EXERCISE MATERIALS Start Marker

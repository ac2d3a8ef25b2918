use std::cell::RefCell;
use std::cmp::Ordering;
use std::collections::{BTreeSet, HashMap};
use std::path::{Path, PathBuf};

use crate::paths::{common_path, name_suffix, name_without_suffix};
use crate::sort_config::{Order, SortConfig, SortConfigLoad};

/// Pairwise path comparator combining explicit per-directory order, the
/// index-first rule, suffix-priority tiers, and a configurable default
/// order. Advisory messages are collected, deduplicated, and handed to the
/// caller after the sort; the comparator itself never fails.
pub struct PathComparator<'a, L>
where
    L: Fn(&Path) -> SortConfigLoad,
{
    load_config: L,
    suffixes: &'a [String],
    configs: RefCell<HashMap<PathBuf, Option<SortConfig>>>,
    messages: RefCell<BTreeSet<String>>,
}

impl<'a, L> PathComparator<'a, L>
where
    L: Fn(&Path) -> SortConfigLoad,
{
    pub fn new(suffixes: &'a [String], load_config: L) -> Self {
        Self {
            load_config,
            suffixes,
            configs: RefCell::new(HashMap::new()),
            messages: RefCell::new(BTreeSet::new()),
        }
    }

    /// Sorted, deduplicated advisory messages collected while comparing.
    pub fn into_messages(self) -> Vec<String> {
        self.messages.into_inner().into_iter().collect()
    }

    fn config_for(&self, dir: &Path) -> Option<SortConfig> {
        self.configs
            .borrow_mut()
            .entry(dir.to_path_buf())
            .or_insert_with(|| match (self.load_config)(dir) {
                SortConfigLoad::Found(config) => Some(config),
                SortConfigLoad::Missing => None,
                SortConfigLoad::Malformed(message) => {
                    self.messages.borrow_mut().insert(message);
                    None
                }
            })
            .clone()
    }

    fn no_order_message(&self, name: &str, dir: &Path) {
        self.messages.borrow_mut().insert(format!(
            "No ordering indication for '{name}' in '{}', putting it at the end",
            dir.display()
        ));
    }

    pub fn compare(&self, p1: &Path, p2: &Path) -> Ordering {
        if p1 == p2 {
            return Ordering::Equal;
        }
        let common = common_path(p1, p2);
        let name1 = first_segment(p1, &common);
        let name2 = first_segment(p2, &common);
        let base1 = name_without_suffix(&name1);
        let base2 = name_without_suffix(&name2);

        let config = self.config_for(&common);
        let default_order = config
            .as_ref()
            .and_then(|c| c.default_order)
            .unwrap_or_default();

        if let Some(order) = config.as_ref().and_then(|c| c.order.as_ref()) {
            if !order.iter().any(|o| o.as_str() == "index") {
                if base1 == "index" {
                    if base2 == "index" {
                        return self.compare_name_and_suffixes(&name1, &name2, default_order);
                    }
                    return Ordering::Less;
                }
                if base2 == "index" {
                    return Ordering::Greater;
                }
            }
            let pos1 = order.iter().position(|o| o.as_str() == base1);
            let pos2 = order.iter().position(|o| o.as_str() == base2);
            match (pos1, pos2) {
                (Some(i), Some(j)) => {
                    return if i == j {
                        self.compare_name_and_suffixes(&name1, &name2, default_order)
                    } else {
                        i.cmp(&j)
                    };
                }
                (Some(_), None) => {
                    self.no_order_message(base2, &common);
                    return Ordering::Less;
                }
                (None, Some(_)) => {
                    self.no_order_message(base1, &common);
                    return Ordering::Greater;
                }
                (None, None) => {
                    self.no_order_message(base1, &common);
                    // Neither name is listed; fall back to the default rules.
                }
            }
        }

        if base1 == "index" {
            if base2 == "index" {
                return self.compare_name_and_suffixes(&name1, &name2, default_order);
            }
            return Ordering::Less;
        }
        if base2 == "index" {
            return Ordering::Greater;
        }

        match compare_names(base1, base2, default_order) {
            Ordering::Equal => self.compare_name_and_suffixes(&name1, &name2, default_order),
            other => other,
        }
    }

    fn compare_name_and_suffixes(
        &self,
        name1: &str,
        name2: &str,
        default_order: Order,
    ) -> Ordering {
        let suffix1 = name_suffix(name1);
        let suffix2 = name_suffix(name2);
        if self.suffixes.is_empty() || suffix1 == suffix2 {
            return compare_names(name1, name2, default_order);
        }
        match (suffix1, suffix2) {
            (None, _) => Ordering::Less,
            (_, None) => Ordering::Greater,
            (Some(s1), Some(s2)) => {
                let i1 = suffix_rank(self.suffixes, s1);
                let i2 = suffix_rank(self.suffixes, s2);
                if i1 == i2 {
                    name1.cmp(name2)
                } else {
                    i1.cmp(&i2)
                }
            }
        }
    }
}

// Unknown suffixes sort after every listed one.
fn suffix_rank(suffixes: &[String], suffix: &str) -> usize {
    suffixes
        .iter()
        .position(|s| s.as_str() == suffix)
        .unwrap_or(usize::MAX)
}

fn first_segment(path: &Path, common: &Path) -> String {
    path.strip_prefix(common)
        .ok()
        .and_then(|rest| rest.components().next())
        .map(|c| c.as_os_str().to_string_lossy().into_owned())
        .unwrap_or_else(|| {
            path.file_name()
                .map(|n| n.to_string_lossy().into_owned())
                .unwrap_or_default()
        })
}

fn compare_names(name1: &str, name2: &str, order: Order) -> Ordering {
    match order {
        Order::Lexicographic => name1.cmp(name2),
        Order::LexicographicReversed => name2.cmp(name1),
        Order::Natural => alphanum_compare(name1, name2),
        Order::NaturalReversed => alphanum_compare(name2, name1),
    }
}

/// Natural comparison over alternating digit/non-digit runs: numeric runs
/// compare by value, non-numeric runs by codepoint. Equal-valued numeric
/// runs with different leading zeros fall back to plain string comparison.
pub fn alphanum_compare(a: &str, b: &str) -> Ordering {
    let chunks_a = chunks(a);
    let chunks_b = chunks(b);
    for (ca, cb) in chunks_a.iter().zip(chunks_b.iter()) {
        let result = if is_digit_run(ca) && is_digit_run(cb) {
            compare_digit_runs(ca, cb)
        } else {
            ca.cmp(cb)
        };
        if result != Ordering::Equal {
            return result;
        }
    }
    chunks_a.len().cmp(&chunks_b.len())
}

fn is_digit_run(chunk: &str) -> bool {
    chunk.chars().next().is_some_and(|c| c.is_ascii_digit())
}

fn compare_digit_runs(a: &str, b: &str) -> Ordering {
    let va = a.trim_start_matches('0');
    let vb = b.trim_start_matches('0');
    va.len()
        .cmp(&vb.len())
        .then_with(|| va.cmp(vb))
        .then_with(|| a.cmp(b))
}

fn chunks(s: &str) -> Vec<&str> {
    let mut out = Vec::new();
    let mut start = 0;
    let mut previous_digit: Option<bool> = None;
    for (i, c) in s.char_indices() {
        let digit = c.is_ascii_digit();
        if let Some(prev) = previous_digit {
            if prev != digit {
                out.push(&s[start..i]);
                start = i;
            }
        }
        previous_digit = Some(digit);
    }
    if start < s.len() {
        out.push(&s[start..]);
    }
    out
}

/// Sorts `files` with the comparator and reports collected advisories
/// through `logger`, sorted and deduplicated.
pub fn sort_files(
    logger: &mut dyn FnMut(String),
    files: Vec<PathBuf>,
    suffixes: &[String],
    load_config: impl Fn(&Path) -> SortConfigLoad,
) -> Vec<PathBuf> {
    let comparator = PathComparator::new(suffixes, load_config);
    let mut sorted = files;
    sorted.sort_by(|a, b| comparator.compare(a, b));
    for message in comparator.into_messages() {
        logger(message);
    }
    sorted
}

EXERCISE MATERIALS End Marker

For the word "bool", please say how many lines in the entries hold it, with only the number as the reply.

ANSWER SPACE> 2